Loan growth is an important indicator of the state of a country’s economic activity, and borrowing and spending are closely related to consumer confidence. With the increase in economic activity, the Indian banking system has also observed rising bank credit growth.
Last year, the RBI released data indicating that consumer loans were rising at 16.6 percent. Experts saw this as a testament to improving business and consumer confidence.
However, while consumers are queuing up for loans, the gap between banks and consumers remains wide. With both being unaware of the other’s needs and demands, the process of loan approval becomes very complicated.
“Our aim is to provide a complete solution in both the lending and investment segments. The platform enables users to compare loans, credit cards, and investment products from multiple providers online,” says Naveen, CEO and Co-founder, Paisabazaar.
Product: growth story
Paisabazaar’s initial offerings were limited to personal loans and credit cards.
“Two years ago, the loan and credit card applying and approval procedure was completely offline. The process was hectic, long, and inefficient. The platform started as an aggregator which offered only comparison solution to users,” says Naveen.
Today, it has many other offerings on its platform — personal loans, home loans, credit cards, education loans, car loans, savings accounts, and mutual funds.
Not only does it provide information on different banks’ lending rates but also helps consumers make informed decisions through its tools, which further assist them in securing loans.
The platform compares product offerings on the basis of key criteria such as processing fees, interest rates, tenure, and other features that matter the most to you. Apart from providing unbiased comparison insights, it also provides assistance to users so that they get the best possible deals with minimum hassle.

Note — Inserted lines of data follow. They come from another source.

//! [`AccessoryServer`] – WebSocket endpoint for accessory controllers.
//!
//! Listens on `0.0.0.0:51826` (configurable via [`AccessoryServer::with_port`]).
//!
//! * WebSocket upgrades → a protocol session (see [`crate::protocol`]).
//! * Any other HTTP request → 200 OK with the accessory listing as JSON.
//!
//! Every request of a session runs in its own task, so a slow write (the
//! command dispatcher sleeps before contacting the remote API) never holds
//! up reads on the same connection.

use std::net::SocketAddr;
use std::sync::Arc;

use futures_util::{SinkExt, StreamExt};
use remobridge_accessory::AccessoryRegistry;
use thiserror::Error;
use tokio::io::{AsyncReadExt, AsyncWriteExt};
use tokio::net::{TcpListener, TcpStream};
use tokio::sync::{mpsc, watch};
use tokio_tungstenite::{accept_async, tungstenite::Message};
use tracing::{debug, error, info, warn};

use crate::protocol::{Handler, Response, ResponseBody, Session};

/// Default TCP port of the accessory server.
pub const DEFAULT_PORT: u16 = 51826;

/// Upper bound on the request head read before answering plain HTTP.
const MAX_HEAD: usize = 8 * 1024;

#[derive(Debug, Error)]
pub enum ServerError {
    #[error("cannot bind {addr}: {source}")]
    Bind {
        addr: SocketAddr,
        #[source]
        source: std::io::Error,
    },
    #[error("io error: {0}")]
    Io(#[from] std::io::Error),
    #[error("websocket handshake failed: {0}")]
    Handshake(#[from] tokio_tungstenite::tungstenite::Error),
}

// ─────────────────────────────────────────────────────────────────────────────
// AccessoryServer
// ─────────────────────────────────────────────────────────────────────────────

/// Serves one [`AccessoryRegistry`] to any number of controllers.
///
/// # Example
///
/// ```rust,no_run
/// use std::sync::Arc;
/// use remobridge_accessory::{AccessoryInfo, AccessoryRegistry};
/// use remobridge_server::AccessoryServer;
///
/// #[tokio::main]
/// async fn main() {
///     let registry = Arc::new(AccessoryRegistry::new(AccessoryInfo::named("Home")));
///     let (_stop, shutdown) = tokio::sync::watch::channel(false);
///     AccessoryServer::new(registry, "12344321")
///         .run(shutdown)
///         .await
///         .expect("accessory server failed");
/// }
/// ```
pub struct AccessoryServer {
    handler: Handler,
    port: u16,
}

impl AccessoryServer {
    /// Create a server for `registry`, paired with `pin`, on the [`DEFAULT_PORT`].
    pub fn new(registry: Arc<AccessoryRegistry>, pin: impl Into<String>) -> Self {
        Self {
            handler: Handler {
                registry,
                pin: Arc::from(pin.into()),
            },
            port: DEFAULT_PORT,
        }
    }

    pub fn with_port(mut self, port: u16) -> Self {
        self.port = port;
        self
    }

    pub fn port(&self) -> u16 {
        self.port
    }

    /// Bind the configured port and serve until `shutdown` turns `true`.
    ///
    /// # Errors
    ///
    /// [`ServerError::Bind`] if the listener cannot bind.
    pub async fn run(self, shutdown: watch::Receiver<bool>) -> Result<(), ServerError> {
        let addr = SocketAddr::from(([0, 0, 0, 0], self.port));
        let listener = TcpListener::bind(addr)
            .await
            .map_err(|source| ServerError::Bind { addr, source })?;
        self.serve(listener, shutdown).await
    }

    /// Serve connections from an already bound `listener`.
    pub async fn serve(
        self,
        listener: TcpListener,
        mut shutdown: watch::Receiver<bool>,
    ) -> Result<(), ServerError> {
        let local = listener.local_addr()?;
        info!(addr = %local, accessories = self.handler.registry.len(), "accessory server listening");

        loop {
            if *shutdown.borrow() {
                break;
            }
            tokio::select! {
                accepted = listener.accept() => match accepted {
                    Ok((stream, peer)) => {
                        let handler = self.handler.clone();
                        let shutdown = shutdown.clone();
                        tokio::spawn(async move {
                            if let Err(e) = handle_connection(stream, peer, handler, shutdown).await {
                                warn!(%peer, error = %e, "connection ended with error");
                            }
                        });
                    }
                    Err(e) => error!(error = %e, "accept failed"),
                },
                _ = shutdown.changed() => break,
            }
        }
        info!("accessory server stopped");
        Ok(())
    }
}

// ─────────────────────────────────────────────────────────────────────────────
// Per-connection handling
// ─────────────────────────────────────────────────────────────────────────────

async fn handle_connection(
    stream: TcpStream,
    peer: SocketAddr,
    handler: Handler,
    shutdown: watch::Receiver<bool>,
) -> Result<(), ServerError> {
    // `peek` leaves the request in place for the websocket handshake.
    let mut buf = [0u8; 1024];
    let n = stream.peek(&mut buf).await?;
    let head = String::from_utf8_lossy(&buf[..n]);
    let is_upgrade = head.lines().any(|line| {
        let line = line.to_ascii_lowercase();
        line.starts_with("upgrade:") && line.contains("websocket")
    });

    if is_upgrade {
        handle_session(stream, peer, handler, shutdown).await
    } else {
        serve_listing(stream, &handler).await
    }
}

async fn serve_listing(mut stream: TcpStream, handler: &Handler) -> Result<(), ServerError> {
    let mut head = Vec::new();
    let mut chunk = [0u8; 1024];
    while !head.windows(4).any(|w| w == b"\r\n\r\n") && head.len() < MAX_HEAD {
        let n = stream.read(&mut chunk).await?;
        if n == 0 {
            break;
        }
        head.extend_from_slice(&chunk[..n]);
    }

    let listing = ResponseBody::Accessories {
        accessories: handler.registry.describe(),
    };
    let body = serde_json::to_string(&listing).unwrap_or_else(|e| format!("{{\"error\":\"{e}\"}}"));
    let response = format!(
        "HTTP/1.1 200 OK\r\n\
         Content-Type: application/json\r\n\
         Content-Length: {}\r\n\
         Connection: close\r\n\
         \r\n\
         {}",
        body.len(),
        body
    );
    stream.write_all(response.as_bytes()).await?;
    stream.shutdown().await?;
    Ok(())
}

async fn handle_session(
    stream: TcpStream,
    peer: SocketAddr,
    handler: Handler,
    mut shutdown: watch::Receiver<bool>,
) -> Result<(), ServerError> {
    let ws_stream = accept_async(stream).await?;
    let (mut ws_tx, mut ws_rx) = ws_stream.split();
    let session = Arc::new(Session::new());
    let (resp_tx, mut resp_rx) = mpsc::unbounded_channel::<Response>();
    info!(%peer, session = %session.id, "controller connected");

    loop {
        tokio::select! {
            Some(response) = resp_rx.recv() => {
                match serde_json::to_string(&response) {
                    Ok(json) => {
                        if ws_tx.send(Message::Text(json.into())).await.is_err() {
                            break;
                        }
                    }
                    Err(e) => error!(error = %e, "response serialization failed"),
                }
            }
            msg = ws_rx.next() => match msg {
                Some(Ok(Message::Text(text))) => {
                    let handler = handler.clone();
                    let session = Arc::clone(&session);
                    let resp_tx = resp_tx.clone();
                    tokio::spawn(async move {
                        let response = handler.handle_text(&session, text.as_str()).await;
                        // Receiver gone means the session already closed.
                        let _ = resp_tx.send(response);
                    });
                }
                Some(Ok(Message::Close(_))) | None => break,
                Some(Err(e)) => {
                    debug!(%peer, error = %e, "websocket read failed");
                    break;
                }
                _ => {}
            },
            _ = shutdown.changed() => {
                let _ = ws_tx.send(Message::Close(None)).await;
                break;
            }
        }
    }

    info!(%peer, session = %session.id, "controller disconnected");
    Ok(())
}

It has online tools and calculators that help consumers in identifying loan eligibility, EMI amount, retirement planning, home loan balance transfer, and fixed deposit and savings accounts interest rates in different banks, among other facilities.
Besides, the overall human interference (offline activity) in the whole process of applying for loans and credit cards and buying mutual funds has largely decreased.
“We have been largely successful in taking things online and we consider it one of our biggest achievements in the category,” adds Naveen.
The CEO observes that the growth of the company also reflects in the figures it has achieved in these two years.
Growth in figures
The company claims to have marked a staggering growth in the past two years.
“Since the beginning, we have been focused on the job. We knew the gaps in the category. We were aware of the needs and demands of both the banks and customers. We tied-up with many partners, increased our offerings, and gave the right solutions to consumers. This is how we have achieved this growth in the small period of two years,” says Naveen.
Paisabazaar has been working with over 50 partners across the lending category, including banks and NBFCs, some of which are HDFC, SMI, Axis Bank, and Dena Bank. On the mutual funds and investing sides, the number of partners is 30. The overall number of partners has been continuously increasing, with between two and three partners joining every month.
It receives 2.5 million enquiries and has hit annualised loan disbursals of Rs 2,000 crore.
The company targets 3X growth and aims to cross Rs 5,000 crore annualised disbursal run rate by the end of this year. It plans to touch annualised disbursal of Rs 25,000 crore by 2020.
Fintech: a growing market
Fintech startups seem to be in vogue in the Indian startup ecosystem.
Data collected by the YourStory Research team shows that there are more than 2,000 fintech startups in the country.
In the lending and investment category, BankBazaar and Paisabazaar are the two known platforms to follow listing models.
In the P2P lending segment, Faircent, which has raised an undisclosed amount of funding from Mohandas Pai, is one of the largest players.
Payments have become synonymous with fintech. It was one of the first segments where startups began to grow and disrupt the way people transact, and it also was among the early regulated players. One of the biggest players in the payments space is Paytm, which had gobbled up one of the highest funding amounts from Alibaba last year. Several other payment banks and mobile wallets include FreeCharge, MobiKwik, and Oxigen.
Since 2007, over $2.76 billion has been raised by this industry. The bulk of these funds has found its way to wallets and payment gateways, which have together netted close to $1.9 billion in investments so far.
According to YourStory Research, $1.2 billion has already been invested in fintech startups in the last two years. In fact, the number of fintech startups funded in the first half of 2016 equals the total number of startups funded in the sector in 2015.
As of December last year, Kalaari Capital-backed Rubique had disbursed close to Rs 150 crore, and Capital Float, which raised $25 million in Series B funding led by Creation Investments Capital Management, claimed to have disbursed close to Rs 300 crore as of May. Lendingkart has also raised $32 million in Series B funding.
The payments segment is the second-highest funded space. The total amount of funding made in the space between last year and this year amounts to $866 million.
The development in the fintech segment heralds the growth of a new-age financial system in India.
Experts say that people don’t need more banks, but more banking. They believe that technological implementations have the ability to take banking solutions to the living rooms of the masses.